## What this task involves
Write out the full listing exactly as it appears below.

## Data shown
pub mod server;
pub mod tracing;

use std::env;
use thiserror::Error;

/// Configuration error type
#[derive(Error, Debug)]
pub enum ConfigError {
    #[error("Environment variable '{0}' is required but not set")]
    MissingEnvVar(String),

    #[error("Failed to parse environment variable '{key}': {details}")]
    ParseError { key: String, details: String },
}

/// Application environment (dev = local, prod = deployed)
#[derive(Clone, Debug, PartialEq, Eq)]
pub enum Environment {
    Development,
    Production,
}

impl Environment {
    pub fn from_env() -> Self {
        let app_env = env::var("APP_ENV").unwrap_or_else(|_| "development".to_string());

        if app_env.eq_ignore_ascii_case("production") {
            Environment::Production
        } else {
            Environment::Development
        }
    }

    pub fn is_production(&self) -> bool {
        matches!(self, Environment::Production)
    }

    pub fn is_development(&self) -> bool {
        matches!(self, Environment::Development)
    }
}

/// Name and version of the running binary, for health endpoints and startup logs.
#[derive(Clone, Copy, Debug)]
pub struct AppInfo {
    pub name: &'static str,
    pub version: &'static str,
}

/// Build an [`AppInfo`] from the calling crate's Cargo metadata.
#[macro_export]
macro_rules! app_info {
    () => {
        $crate::AppInfo {
            name: env!("CARGO_PKG_NAME"),
            version: env!("CARGO_PKG_VERSION"),
        }
    };
}

/// Trait for configuration that can be loaded from environment variables
pub trait FromEnv: Sized {
    fn from_env() -> Result<Self, ConfigError>;
}

/// Helper to load an environment variable with a default value
pub fn env_or_default(key: &str, default: &str) -> String {
    env::var(key).unwrap_or_else(|_| default.to_string())
}

/// Helper to load an environment variable or return an error
pub fn env_required(key: &str) -> Result<String, ConfigError> {
    env::var(key).map_err(|_| ConfigError::MissingEnvVar(key.to_string()))
}

#[cfg(test)]
mod tests {
    use super::*;

    #[test]
    fn test_environment_defaults_to_development() {
        temp_env::with_var_unset("APP_ENV", || {
            let env = Environment::from_env();
            assert_eq!(env, Environment::Development);
            assert!(env.is_development());
            assert!(!env.is_production());
        });
    }

    #[test]
    fn test_environment_production_case_insensitive() {
        temp_env::with_var("APP_ENV", Some("production"), || {
            assert_eq!(Environment::from_env(), Environment::Production);
        });

        temp_env::with_var("APP_ENV", Some("PRODUCTION"), || {
            assert_eq!(Environment::from_env(), Environment::Production);
        });
    }

    #[test]
    fn test_environment_unknown_defaults_to_development() {
        temp_env::with_var("APP_ENV", Some("staging"), || {
            assert_eq!(Environment::from_env(), Environment::Development);
        });
    }

    #[test]
    fn test_env_or_default() {
        temp_env::with_var("TEST_VAR", Some("test_value"), || {
            assert_eq!(env_or_default("TEST_VAR", "default"), "test_value");
        });

        temp_env::with_var_unset("MISSING_VAR", || {
            assert_eq!(env_or_default("MISSING_VAR", "default_value"), "default_value");
        });
    }

    #[test]
    fn test_env_required_success() {
        temp_env::with_var("REQUIRED_VAR", Some("required_value"), || {
            let result = env_required("REQUIRED_VAR");
            assert!(result.is_ok());
            assert_eq!(result.unwrap(), "required_value");
        });
    }

    #[test]
    fn test_env_required_missing() {
        temp_env::with_var_unset("MISSING_REQUIRED", || {
            let err = env_required("MISSING_REQUIRED").unwrap_err();
            assert!(err.to_string().contains("MISSING_REQUIRED"));
            assert!(err.to_string().contains("required"));
        });
    }

    #[test]
    fn test_app_info_macro() {
        let info = app_info!();
        assert_eq!(info.name, "core_config");
        assert!(!info.version.is_empty());
    }
}
use axum::response::{IntoResponse, Response};
use axum_helpers::AppError;
use thiserror::Error;
use uuid::Uuid;

/// Errors for item-request operations
#[derive(Debug, Error)]
pub enum RequestError {
    #[error("Item request not found: {0}")]
    NotFound(Uuid),

    #[error("User not found: {0}")]
    UserNotFound(Uuid),

    #[error("Validation error: {0}")]
    Validation(String),

    #[error("Invalid request: {0}")]
    InvalidRequest(String),

    #[error("Internal error: {0}")]
    Internal(String),
}

pub type RequestResult<T> = Result<T, RequestError>;

/// Convert RequestError to AppError for standardized error responses
impl From<RequestError> for AppError {
    fn from(err: RequestError) -> Self {
        match err {
            RequestError::NotFound(id) => {
                AppError::NotFound(format!("Item request {} not found", id))
            }
            RequestError::UserNotFound(id) => AppError::NotFound(format!("User {} not found", id)),
            RequestError::Validation(msg) => AppError::BadRequest(msg),
            RequestError::InvalidRequest(msg) => AppError::BadRequest(msg),
            RequestError::Internal(msg) => AppError::InternalServerError(msg),
        }
    }
}

impl IntoResponse for RequestError {
    fn into_response(self) -> Response {
        let app_error: AppError = self.into();
        app_error.into_response()
    }
}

## Task solution
pub mod server;
pub mod tracing;

use std::env;
use thiserror::Error;

/// Configuration error type
#[derive(Error, Debug)]
pub enum ConfigError {
    #[error("Environment variable '{0}' is required but not set")]
    MissingEnvVar(String),

    #[error("Failed to parse environment variable '{key}': {details}")]
    ParseError { key: String, details: String },
}

/// Application environment (dev = local, prod = deployed)
#[derive(Clone, Debug, PartialEq, Eq)]
pub enum Environment {
    Development,
    Production,
}

impl Environment {
    pub fn from_env() -> Self {
        let app_env = env::var("APP_ENV").unwrap_or_else(|_| "development".to_string());

        if app_env.eq_ignore_ascii_case("production") {
            Environment::Production
        } else {
            Environment::Development
        }
    }

    pub fn is_production(&self) -> bool {
        matches!(self, Environment::Production)
    }

    pub fn is_development(&self) -> bool {
        matches!(self, Environment::Development)
    }
}

/// Name and version of the running binary, for health endpoints and startup logs.
#[derive(Clone, Copy, Debug)]
pub struct AppInfo {
    pub name: &'static str,
    pub version: &'static str,
}

/// Build an [`AppInfo`] from the calling crate's Cargo metadata.
#[macro_export]
macro_rules! app_info {
    () => {
        $crate::AppInfo {
            name: env!("CARGO_PKG_NAME"),
            version: env!("CARGO_PKG_VERSION"),
        }
    };
}

/// Trait for configuration that can be loaded from environment variables
pub trait FromEnv: Sized {
    fn from_env() -> Result<Self, ConfigError>;
}

/// Helper to load an environment variable with a default value
pub fn env_or_default(key: &str, default: &str) -> String {
    env::var(key).unwrap_or_else(|_| default.to_string())
}

/// Helper to load an environment variable or return an error
pub fn env_required(key: &str) -> Result<String, ConfigError> {
    env::var(key).map_err(|_| ConfigError::MissingEnvVar(key.to_string()))
}

#[cfg(test)]
mod tests {
    use super::*;

    #[test]
    fn test_environment_defaults_to_development() {
        temp_env::with_var_unset("APP_ENV", || {
            let env = Environment::from_env();
            assert_eq!(env, Environment::Development);
            assert!(env.is_development());
            assert!(!env.is_production());
        });
    }

    #[test]
    fn test_environment_production_case_insensitive() {
        temp_env::with_var("APP_ENV", Some("production"), || {
            assert_eq!(Environment::from_env(), Environment::Production);
        });

        temp_env::with_var("APP_ENV", Some("PRODUCTION"), || {
            assert_eq!(Environment::from_env(), Environment::Production);
        });
    }

    #[test]
    fn test_environment_unknown_defaults_to_development() {
        temp_env::with_var("APP_ENV", Some("staging"), || {
            assert_eq!(Environment::from_env(), Environment::Development);
        });
    }

    #[test]
    fn test_env_or_default() {
        temp_env::with_var("TEST_VAR", Some("test_value"), || {
            assert_eq!(env_or_default("TEST_VAR", "default"), "test_value");
        });

        temp_env::with_var_unset("MISSING_VAR", || {
            assert_eq!(env_or_default("MISSING_VAR", "default_value"), "default_value");
        });
    }

    #[test]
    fn test_env_required_success() {
        temp_env::with_var("REQUIRED_VAR", Some("required_value"), || {
            let result = env_required("REQUIRED_VAR");
            assert!(result.is_ok());
            assert_eq!(result.unwrap(), "required_value");
        });
    }

    #[test]
    fn test_env_required_missing() {
        temp_env::with_var_unset("MISSING_REQUIRED", || {
            let err = env_required("MISSING_REQUIRED").unwrap_err();
            assert!(err.to_string().contains("MISSING_REQUIRED"));
            assert!(err.to_string().contains("required"));
        });
    }

    #[test]
    fn test_app_info_macro() {
        let info = app_info!();
        assert_eq!(info.name, "core_config");
        assert!(!info.version.is_empty());
    }
}
use axum::response::{IntoResponse, Response};
use axum_helpers::AppError;
use thiserror::Error;
use uuid::Uuid;

/// Errors for item-request operations
#[derive(Debug, Error)]
pub enum RequestError {
    #[error("Item request not found: {0}")]
    NotFound(Uuid),

    #[error("User not found: {0}")]
    UserNotFound(Uuid),

    #[error("Validation error: {0}")]
    Validation(String),

    #[error("Invalid request: {0}")]
    InvalidRequest(String),

    #[error("Internal error: {0}")]
    Internal(String),
}

pub type RequestResult<T> = Result<T, RequestError>;

/// Convert RequestError to AppError for standardized error responses
impl From<RequestError> for AppError {
    fn from(err: RequestError) -> Self {
        match err {
            RequestError::NotFound(id) => {
                AppError::NotFound(format!("Item request {} not found", id))
            }
            RequestError::UserNotFound(id) => AppError::NotFound(format!("User {} not found", id)),
            RequestError::Validation(msg) => AppError::BadRequest(msg),
            RequestError::InvalidRequest(msg) => AppError::BadRequest(msg),
            RequestError::Internal(msg) => AppError::InternalServerError(msg),
        }
    }
}

impl IntoResponse for RequestError {
    fn into_response(self) -> Response {
        let app_error: AppError = self.into();
        app_error.into_response()
    }
}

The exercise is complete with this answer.